BEGIN EXTRACTED DATA

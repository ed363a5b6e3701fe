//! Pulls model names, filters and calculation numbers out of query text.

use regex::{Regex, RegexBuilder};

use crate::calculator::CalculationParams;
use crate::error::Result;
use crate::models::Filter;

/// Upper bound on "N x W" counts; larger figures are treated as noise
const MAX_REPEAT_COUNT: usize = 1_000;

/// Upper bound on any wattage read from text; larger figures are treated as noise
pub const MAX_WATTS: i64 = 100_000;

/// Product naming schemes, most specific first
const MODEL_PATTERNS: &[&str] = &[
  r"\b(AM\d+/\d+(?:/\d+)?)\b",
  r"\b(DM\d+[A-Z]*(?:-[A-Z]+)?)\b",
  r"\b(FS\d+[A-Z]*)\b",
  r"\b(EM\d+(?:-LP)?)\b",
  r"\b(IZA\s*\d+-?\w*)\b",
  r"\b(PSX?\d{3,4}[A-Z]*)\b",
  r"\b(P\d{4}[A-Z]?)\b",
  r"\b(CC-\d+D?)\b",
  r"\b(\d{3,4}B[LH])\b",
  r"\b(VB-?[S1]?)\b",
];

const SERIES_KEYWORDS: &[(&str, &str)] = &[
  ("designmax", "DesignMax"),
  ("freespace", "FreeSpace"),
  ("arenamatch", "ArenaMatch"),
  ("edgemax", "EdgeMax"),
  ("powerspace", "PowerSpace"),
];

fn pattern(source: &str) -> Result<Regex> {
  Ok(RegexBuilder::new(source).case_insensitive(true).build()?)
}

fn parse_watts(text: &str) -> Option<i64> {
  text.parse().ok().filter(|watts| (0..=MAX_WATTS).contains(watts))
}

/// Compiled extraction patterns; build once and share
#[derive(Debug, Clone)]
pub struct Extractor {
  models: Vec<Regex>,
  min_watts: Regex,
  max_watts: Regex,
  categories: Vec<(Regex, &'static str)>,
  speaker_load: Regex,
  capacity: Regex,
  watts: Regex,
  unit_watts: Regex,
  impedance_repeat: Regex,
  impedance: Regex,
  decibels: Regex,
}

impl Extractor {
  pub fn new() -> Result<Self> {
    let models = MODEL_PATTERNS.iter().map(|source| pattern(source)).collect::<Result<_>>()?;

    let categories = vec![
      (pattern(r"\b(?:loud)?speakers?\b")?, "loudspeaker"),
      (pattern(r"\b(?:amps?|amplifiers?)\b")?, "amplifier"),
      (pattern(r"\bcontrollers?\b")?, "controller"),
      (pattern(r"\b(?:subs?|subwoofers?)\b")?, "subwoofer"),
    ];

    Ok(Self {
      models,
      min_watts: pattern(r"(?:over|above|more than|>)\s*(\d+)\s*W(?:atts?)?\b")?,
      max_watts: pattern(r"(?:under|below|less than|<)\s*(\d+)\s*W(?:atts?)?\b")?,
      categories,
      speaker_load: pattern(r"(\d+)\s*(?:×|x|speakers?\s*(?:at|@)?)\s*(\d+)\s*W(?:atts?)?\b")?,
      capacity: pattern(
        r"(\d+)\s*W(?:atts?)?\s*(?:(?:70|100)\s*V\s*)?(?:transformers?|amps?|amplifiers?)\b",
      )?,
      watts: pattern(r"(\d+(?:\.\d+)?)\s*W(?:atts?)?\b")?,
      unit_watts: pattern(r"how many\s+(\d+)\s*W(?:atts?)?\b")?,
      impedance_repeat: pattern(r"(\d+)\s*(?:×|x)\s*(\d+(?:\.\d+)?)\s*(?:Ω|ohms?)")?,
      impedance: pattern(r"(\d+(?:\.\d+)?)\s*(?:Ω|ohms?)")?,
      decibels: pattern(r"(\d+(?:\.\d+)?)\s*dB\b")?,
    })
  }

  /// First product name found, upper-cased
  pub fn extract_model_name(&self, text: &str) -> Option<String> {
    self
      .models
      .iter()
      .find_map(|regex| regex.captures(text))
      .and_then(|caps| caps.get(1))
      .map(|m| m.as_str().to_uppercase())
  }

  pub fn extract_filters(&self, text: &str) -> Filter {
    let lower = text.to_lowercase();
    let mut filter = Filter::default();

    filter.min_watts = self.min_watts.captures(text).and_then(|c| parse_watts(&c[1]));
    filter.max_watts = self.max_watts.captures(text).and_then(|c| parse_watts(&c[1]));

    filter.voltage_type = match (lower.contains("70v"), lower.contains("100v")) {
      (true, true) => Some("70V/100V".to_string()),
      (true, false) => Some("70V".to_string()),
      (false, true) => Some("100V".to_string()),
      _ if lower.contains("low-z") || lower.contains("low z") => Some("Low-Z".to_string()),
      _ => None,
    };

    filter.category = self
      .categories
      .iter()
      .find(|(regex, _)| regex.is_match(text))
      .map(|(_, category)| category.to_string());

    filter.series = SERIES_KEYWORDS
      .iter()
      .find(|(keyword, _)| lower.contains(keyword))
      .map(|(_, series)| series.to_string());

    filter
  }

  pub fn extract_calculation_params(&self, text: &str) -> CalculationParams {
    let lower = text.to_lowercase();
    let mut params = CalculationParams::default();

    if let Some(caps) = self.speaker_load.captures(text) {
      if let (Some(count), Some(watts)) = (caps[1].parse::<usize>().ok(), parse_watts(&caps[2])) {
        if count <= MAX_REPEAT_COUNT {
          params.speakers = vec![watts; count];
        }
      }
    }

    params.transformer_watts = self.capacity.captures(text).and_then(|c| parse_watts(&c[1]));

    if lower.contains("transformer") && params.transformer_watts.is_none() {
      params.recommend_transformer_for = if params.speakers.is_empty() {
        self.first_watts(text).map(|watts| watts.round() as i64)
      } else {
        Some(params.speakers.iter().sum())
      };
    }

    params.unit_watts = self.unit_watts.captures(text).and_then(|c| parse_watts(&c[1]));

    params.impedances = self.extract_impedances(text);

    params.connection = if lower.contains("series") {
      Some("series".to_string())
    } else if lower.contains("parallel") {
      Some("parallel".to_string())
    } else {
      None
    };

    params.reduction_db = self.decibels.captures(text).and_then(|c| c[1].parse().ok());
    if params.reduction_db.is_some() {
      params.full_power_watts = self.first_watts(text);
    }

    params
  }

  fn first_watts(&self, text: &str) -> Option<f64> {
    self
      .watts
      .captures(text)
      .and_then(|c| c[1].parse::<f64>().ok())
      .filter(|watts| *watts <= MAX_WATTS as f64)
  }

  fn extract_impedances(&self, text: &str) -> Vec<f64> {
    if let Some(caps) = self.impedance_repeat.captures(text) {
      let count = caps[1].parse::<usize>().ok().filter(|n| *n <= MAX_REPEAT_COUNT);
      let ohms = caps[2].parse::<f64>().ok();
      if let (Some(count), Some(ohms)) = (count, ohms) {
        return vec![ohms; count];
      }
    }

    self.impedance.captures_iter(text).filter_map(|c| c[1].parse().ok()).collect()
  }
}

END EXTRACTED DATA

[ACTIVITY] Take the lines above and retype all of them exactly.

[RESPONSE TO THIS TASK]
repository ed363a5b6e3701fe
//! Pulls model names, filters and calculation numbers out of query text.

use regex::{Regex, RegexBuilder};

use crate::calculator::CalculationParams;
use crate::error::Result;
use crate::models::Filter;

/// Upper bound on "N x W" counts; larger figures are treated as noise
const MAX_REPEAT_COUNT: usize = 1_000;

/// Upper bound on any wattage read from text; larger figures are treated as noise
pub const MAX_WATTS: i64 = 100_000;

/// Product naming schemes, most specific first
const MODEL_PATTERNS: &[&str] = &[
  r"\b(AM\d+/\d+(?:/\d+)?)\b",
  r"\b(DM\d+[A-Z]*(?:-[A-Z]+)?)\b",
  r"\b(FS\d+[A-Z]*)\b",
  r"\b(EM\d+(?:-LP)?)\b",
  r"\b(IZA\s*\d+-?\w*)\b",
  r"\b(PSX?\d{3,4}[A-Z]*)\b",
  r"\b(P\d{4}[A-Z]?)\b",
  r"\b(CC-\d+D?)\b",
  r"\b(\d{3,4}B[LH])\b",
  r"\b(VB-?[S1]?)\b",
];

const SERIES_KEYWORDS: &[(&str, &str)] = &[
  ("designmax", "DesignMax"),
  ("freespace", "FreeSpace"),
  ("arenamatch", "ArenaMatch"),
  ("edgemax", "EdgeMax"),
  ("powerspace", "PowerSpace"),
];

fn pattern(source: &str) -> Result<Regex> {
  Ok(RegexBuilder::new(source).case_insensitive(true).build()?)
}

fn parse_watts(text: &str) -> Option<i64> {
  text.parse().ok().filter(|watts| (0..=MAX_WATTS).contains(watts))
}

/// Compiled extraction patterns; build once and share
#[derive(Debug, Clone)]
pub struct Extractor {
  models: Vec<Regex>,
  min_watts: Regex,
  max_watts: Regex,
  categories: Vec<(Regex, &'static str)>,
  speaker_load: Regex,
  capacity: Regex,
  watts: Regex,
  unit_watts: Regex,
  impedance_repeat: Regex,
  impedance: Regex,
  decibels: Regex,
}

impl Extractor {
  pub fn new() -> Result<Self> {
    let models = MODEL_PATTERNS.iter().map(|source| pattern(source)).collect::<Result<_>>()?;

    let categories = vec![
      (pattern(r"\b(?:loud)?speakers?\b")?, "loudspeaker"),
      (pattern(r"\b(?:amps?|amplifiers?)\b")?, "amplifier"),
      (pattern(r"\bcontrollers?\b")?, "controller"),
      (pattern(r"\b(?:subs?|subwoofers?)\b")?, "subwoofer"),
    ];

    Ok(Self {
      models,
      min_watts: pattern(r"(?:over|above|more than|>)\s*(\d+)\s*W(?:atts?)?\b")?,
      max_watts: pattern(r"(?:under|below|less than|<)\s*(\d+)\s*W(?:atts?)?\b")?,
      categories,
      speaker_load: pattern(r"(\d+)\s*(?:×|x|speakers?\s*(?:at|@)?)\s*(\d+)\s*W(?:atts?)?\b")?,
      capacity: pattern(
        r"(\d+)\s*W(?:atts?)?\s*(?:(?:70|100)\s*V\s*)?(?:transformers?|amps?|amplifiers?)\b",
      )?,
      watts: pattern(r"(\d+(?:\.\d+)?)\s*W(?:atts?)?\b")?,
      unit_watts: pattern(r"how many\s+(\d+)\s*W(?:atts?)?\b")?,
      impedance_repeat: pattern(r"(\d+)\s*(?:×|x)\s*(\d+(?:\.\d+)?)\s*(?:Ω|ohms?)")?,
      impedance: pattern(r"(\d+(?:\.\d+)?)\s*(?:Ω|ohms?)")?,
      decibels: pattern(r"(\d+(?:\.\d+)?)\s*dB\b")?,
    })
  }

  /// First product name found, upper-cased
  pub fn extract_model_name(&self, text: &str) -> Option<String> {
    self
      .models
      .iter()
      .find_map(|regex| regex.captures(text))
      .and_then(|caps| caps.get(1))
      .map(|m| m.as_str().to_uppercase())
  }

  pub fn extract_filters(&self, text: &str) -> Filter {
    let lower = text.to_lowercase();
    let mut filter = Filter::default();

    filter.min_watts = self.min_watts.captures(text).and_then(|c| parse_watts(&c[1]));
    filter.max_watts = self.max_watts.captures(text).and_then(|c| parse_watts(&c[1]));

    filter.voltage_type = match (lower.contains("70v"), lower.contains("100v")) {
      (true, true) => Some("70V/100V".to_string()),
      (true, false) => Some("70V".to_string()),
      (false, true) => Some("100V".to_string()),
      _ if lower.contains("low-z") || lower.contains("low z") => Some("Low-Z".to_string()),
      _ => None,
    };

    filter.category = self
      .categories
      .iter()
      .find(|(regex, _)| regex.is_match(text))
      .map(|(_, category)| category.to_string());

    filter.series = SERIES_KEYWORDS
      .iter()
      .find(|(keyword, _)| lower.contains(keyword))
      .map(|(_, series)| series.to_string());

    filter
  }

  pub fn extract_calculation_params(&self, text: &str) -> CalculationParams {
    let lower = text.to_lowercase();
    let mut params = CalculationParams::default();

    if let Some(caps) = self.speaker_load.captures(text) {
      if let (Some(count), Some(watts)) = (caps[1].parse::<usize>().ok(), parse_watts(&caps[2])) {
        if count <= MAX_REPEAT_COUNT {
          params.speakers = vec![watts; count];
        }
      }
    }

    params.transformer_watts = self.capacity.captures(text).and_then(|c| parse_watts(&c[1]));

    if lower.contains("transformer") && params.transformer_watts.is_none() {
      params.recommend_transformer_for = if params.speakers.is_empty() {
        self.first_watts(text).map(|watts| watts.round() as i64)
      } else {
        Some(params.speakers.iter().sum())
      };
    }

    params.unit_watts = self.unit_watts.captures(text).and_then(|c| parse_watts(&c[1]));

    params.impedances = self.extract_impedances(text);

    params.connection = if lower.contains("series") {
      Some("series".to_string())
    } else if lower.contains("parallel") {
      Some("parallel".to_string())
    } else {
      None
    };

    params.reduction_db = self.decibels.captures(text).and_then(|c| c[1].parse().ok());
    if params.reduction_db.is_some() {
      params.full_power_watts = self.first_watts(text);
    }

    params
  }

  fn first_watts(&self, text: &str) -> Option<f64> {
    self
      .watts
      .captures(text)
      .and_then(|c| c[1].parse::<f64>().ok())
      .filter(|watts| *watts <= MAX_WATTS as f64)
  }

  fn extract_impedances(&self, text: &str) -> Vec<f64> {
    if let Some(caps) = self.impedance_repeat.captures(text) {
      let count = caps[1].parse::<usize>().ok().filter(|n| *n <= MAX_REPEAT_COUNT);
      let ohms = caps[2].parse::<f64>().ok();
      if let (Some(count), Some(ohms)) = (count, ohms) {
        return vec![ohms; count];
      }
    }

    self.impedance.captures_iter(text).filter_map(|c| c[1].parse().ok()).collect()
  }
}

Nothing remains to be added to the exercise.